Work order:
Report every line of the entries that contains the word "failures".

Records to use:
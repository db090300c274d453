//! Command-line front end for the newsdesk store.
//!
//! Reads `NEWSDESK_*` settings (optionally from `.env`), opens the database
//! and prints every result as JSON on stdout.

use clap::{Parser, Subcommand};
use std::path::PathBuf;

mod commands;

#[derive(Debug, Parser)]
#[command(name = "newsdesk")]
#[command(about = "Manage news items, topics and their links", long_about = None)]
struct Cli {
    /// Database file; overrides NEWSDESK_DB_PATH.
    #[arg(long, global = true)]
    db: Option<PathBuf>,

    #[command(subcommand)]
    command: Commands,
}

#[derive(Debug, Subcommand)]
enum Commands {
    /// Topic operations
    Topic(commands::topic::TopicArgs),
    /// News operations
    News(commands::news::NewsArgs),
}

fn main() {
    dotenv::dotenv().ok();
    let cli = Cli::parse();

    let result = commands::Runtime::start(cli.db).and_then(|runtime| match cli.command {
        Commands::Topic(args) => commands::topic::execute(&runtime, args),
        Commands::News(args) => commands::news::execute(&runtime, args),
    });

    if let Err(e) = result {
        eprintln!("Error: {}", e);
        std::process::exit(1);
    }
}
//! Storage collaborator seam.
//!
//! # Responsibility
//! - Execute rendered statements and hand rows to a mapper.
//! - Attach operation/table context to database failures.
//!
//! # Invariants
//! - Log lines carry statement metadata only, never bound argument values.

use crate::query::SqlStatement;
use crate::repo::table_repo::{RepoError, RepoResult};
use log::{debug, error};
use rusqlite::{params_from_iter, Connection, Row};
use std::time::Instant;

/// Anything that can run parameterized statements.
pub trait Executor {
    /// Runs a write and returns the number of affected rows.
    fn execute(&self, statement: &SqlStatement) -> RepoResult<usize>;

    /// Runs a read and maps every row in order. The first mapper error aborts.
    fn query_rows<T, F>(&self, statement: &SqlStatement, map: F) -> RepoResult<Vec<T>>
    where
        F: FnMut(&Row<'_>) -> RepoResult<T>;

    /// Row id assigned by the most recent successful insert.
    fn last_insert_id(&self) -> i64;

    /// Runs `f` atomically; any error rolls back. `scope` names the table
    /// reported on begin/commit failures.
    fn with_transaction<T, F>(&self, scope: &'static str, f: F) -> RepoResult<T>
    where
        F: FnOnce(&Self) -> RepoResult<T>;
}

impl Executor for Connection {
    fn execute(&self, statement: &SqlStatement) -> RepoResult<usize> {
        let started_at = Instant::now();
        match Connection::execute(
            self,
            &statement.sql,
            params_from_iter(statement.args.iter()),
        ) {
            Ok(changed) => {
                debug!(
                    "event=sql_exec module=repo status=ok op={} table={} rows={} duration_ms={}",
                    statement.operation,
                    statement.table,
                    changed,
                    started_at.elapsed().as_millis()
                );
                Ok(changed)
            }
            Err(err) => {
                error!(
                    "event=sql_exec module=repo status=error op={} table={} duration_ms={} error_code=storage_error error={}",
                    statement.operation,
                    statement.table,
                    started_at.elapsed().as_millis(),
                    err
                );
                Err(RepoError::storage(statement, err))
            }
        }
    }

    fn query_rows<T, F>(&self, statement: &SqlStatement, map: F) -> RepoResult<Vec<T>>
    where
        F: FnMut(&Row<'_>) -> RepoResult<T>,
    {
        let started_at = Instant::now();
        match run_query(self, statement, map) {
            Ok(items) => {
                debug!(
                    "event=sql_query module=repo status=ok op={} table={} rows={} duration_ms={}",
                    statement.operation,
                    statement.table,
                    items.len(),
                    started_at.elapsed().as_millis()
                );
                Ok(items)
            }
            Err(err) => {
                error!(
                    "event=sql_query module=repo status=error op={} table={} duration_ms={} error_code={} error={}",
                    statement.operation,
                    statement.table,
                    started_at.elapsed().as_millis(),
                    err.code(),
                    err
                );
                Err(err)
            }
        }
    }

    fn last_insert_id(&self) -> i64 {
        self.last_insert_rowid()
    }

    fn with_transaction<T, F>(&self, scope: &'static str, f: F) -> RepoResult<T>
    where
        F: FnOnce(&Self) -> RepoResult<T>,
    {
        let tx = self
            .unchecked_transaction()
            .map_err(|source| RepoError::Storage {
                operation: "begin",
                table: scope,
                source,
            })?;
        let value = f(&*tx)?;
        tx.commit().map_err(|source| RepoError::Storage {
            operation: "commit",
            table: scope,
            source,
        })?;
        Ok(value)
    }
}

fn run_query<T, F>(conn: &Connection, statement: &SqlStatement, mut map: F) -> RepoResult<Vec<T>>
where
    F: FnMut(&Row<'_>) -> RepoResult<T>,
{
    let mut stmt = conn
        .prepare(&statement.sql)
        .map_err(|err| RepoError::storage(statement, err))?;
    let mut rows = stmt
        .query(params_from_iter(statement.args.iter()))
        .map_err(|err| RepoError::storage(statement, err))?;

    let mut items = Vec::new();
    while let Some(row) = rows
        .next()
        .map_err(|err| RepoError::storage(statement, err))?
    {
        items.push(map(row)?);
    }
    Ok(items)
}
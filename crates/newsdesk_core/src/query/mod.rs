//! Storage-agnostic query composition.
//!
//! # Responsibility
//! - Describe tables and relations as static schema descriptors.
//! - Turn loosely typed request parameters into typed predicates.
//! - Render predicates and write intents into parameterized SQL.
//!
//! # Invariants
//! - Nothing in this module touches a connection.
//! - Identifiers in SQL text come only from schema descriptors; every value is
//!   bound as a positional argument.

pub mod builder;
pub mod filter;
pub mod schema;

pub use builder::{
    build_delete, build_insert, build_select, build_update, BuildError, BuildResult, Operation,
    RowKey, SelectSpec, SqlStatement,
};
pub use filter::{
    parse_filter, FilterError, FilterOp, FilterResult, PageLimits, Pagination, ParsedFilter,
    Predicate, QueryParams,
};
pub use schema::{Column, ColumnKind, Join, Relation, TableSchema};
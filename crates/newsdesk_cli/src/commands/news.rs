//! `newsdesk news ...`

use super::{parse_filters, print_json, CommandResult, Runtime};
use clap::{Args, Subcommand};
use newsdesk_core::{News, NewsId, NewsRepository, NewsStatus, SqliteNewsRepository, TopicId};
use serde_json::json;

#[derive(Debug, Args)]
pub struct NewsArgs {
    #[command(subcommand)]
    pub command: NewsCommand,
}

/// Writable fields shared by `add` and `update`.
#[derive(Debug, Args)]
pub struct NewsFields {
    #[arg(long)]
    pub title: String,

    #[arg(long, default_value = "")]
    pub content: String,

    /// draft | published | deleted
    #[arg(long, default_value = "draft", value_parser = parse_status)]
    pub status: NewsStatus,
}

impl NewsFields {
    fn into_news(self) -> News {
        News::new(self.title, self.content).with_status(self.status)
    }
}

#[derive(Debug, Subcommand)]
pub enum NewsCommand {
    /// List news; filters are key=value pairs such as status=published
    List { filters: Vec<String> },
    Get { id: NewsId },
    Add(NewsFields),
    /// Replace every writable field of an existing item
    Update {
        id: NewsId,
        #[command(flatten)]
        fields: NewsFields,
    },
    Delete { id: NewsId },
    /// List news linked to a topic
    ListByTopic {
        topic_id: TopicId,
        filters: Vec<String>,
    },
    GetByTopic { topic_id: TopicId, news_id: NewsId },
    /// Replace the topics linked to a news item
    SetTopics {
        news_id: NewsId,
        topic_ids: Vec<TopicId>,
    },
}

pub fn execute(runtime: &Runtime, args: NewsArgs) -> CommandResult {
    let repo = SqliteNewsRepository::with_page_limits(&runtime.conn, runtime.page_limits);

    match args.command {
        NewsCommand::List { filters } => print_json(&repo.get_list(&parse_filters(&filters)?)?),
        NewsCommand::Get { id } => print_json(&repo.get_item_by_id(id)?),
        NewsCommand::Add(fields) => {
            let id = repo.insert_item(&fields.into_news())?;
            print_json(&json!({ "id": id }))
        }
        NewsCommand::Update { id, fields } => {
            repo.update_item(id, &fields.into_news())?;
            print_json(&repo.get_item_by_id(id)?)
        }
        NewsCommand::Delete { id } => {
            repo.delete_item(id)?;
            print_json(&json!({ "deleted": id }))
        }
        NewsCommand::ListByTopic { topic_id, filters } => {
            print_json(&repo.get_list_by_topic_id(topic_id, &parse_filters(&filters)?)?)
        }
        NewsCommand::GetByTopic { topic_id, news_id } => {
            print_json(&repo.get_item_by_topic_id(topic_id, news_id)?)
        }
        NewsCommand::SetTopics { news_id, topic_ids } => {
            repo.set_topics(news_id, &topic_ids)?;
            print_json(&json!({ "news_id": news_id, "topic_ids": topic_ids }))
        }
    }
}

fn parse_status(value: &str) -> Result<NewsStatus, String> {
    NewsStatus::parse(value).ok_or_else(|| {
        format!(
            "unknown status `{value}`; expected one of {}",
            NewsStatus::ALL.join(", ")
        )
    })
}
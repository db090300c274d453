//! Topic entity.

use super::{require_text, ValidationError};
use serde::{Deserialize, Serialize};

/// Storage-assigned topic identifier.
pub type TopicId = i64;

/// A topic that news items can be filed under.
#[derive(Debug, Clone, PartialEq, Eq, Serialize, Deserialize)]
pub struct Topic {
    pub id: Option<TopicId>,
    pub title: String,
    /// Epoch milliseconds, set by the repository on insert.
    #[serde(default)]
    pub created_at: i64,
    /// Epoch milliseconds, refreshed by the repository on every write.
    #[serde(default)]
    pub updated_at: i64,
}

impl Topic {
    /// Creates an unsaved topic.
    pub fn new(title: impl Into<String>) -> Self {
        Self {
            id: None,
            title: title.into(),
            created_at: 0,
            updated_at: 0,
        }
    }

    /// Checks required fields.
    pub fn validate(&self) -> Result<(), ValidationError> {
        require_text("topic", "title", &self.title)
    }
}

Your solution:
//! - Attach operation/table context to database failures.
    /// reported on begin/commit failures.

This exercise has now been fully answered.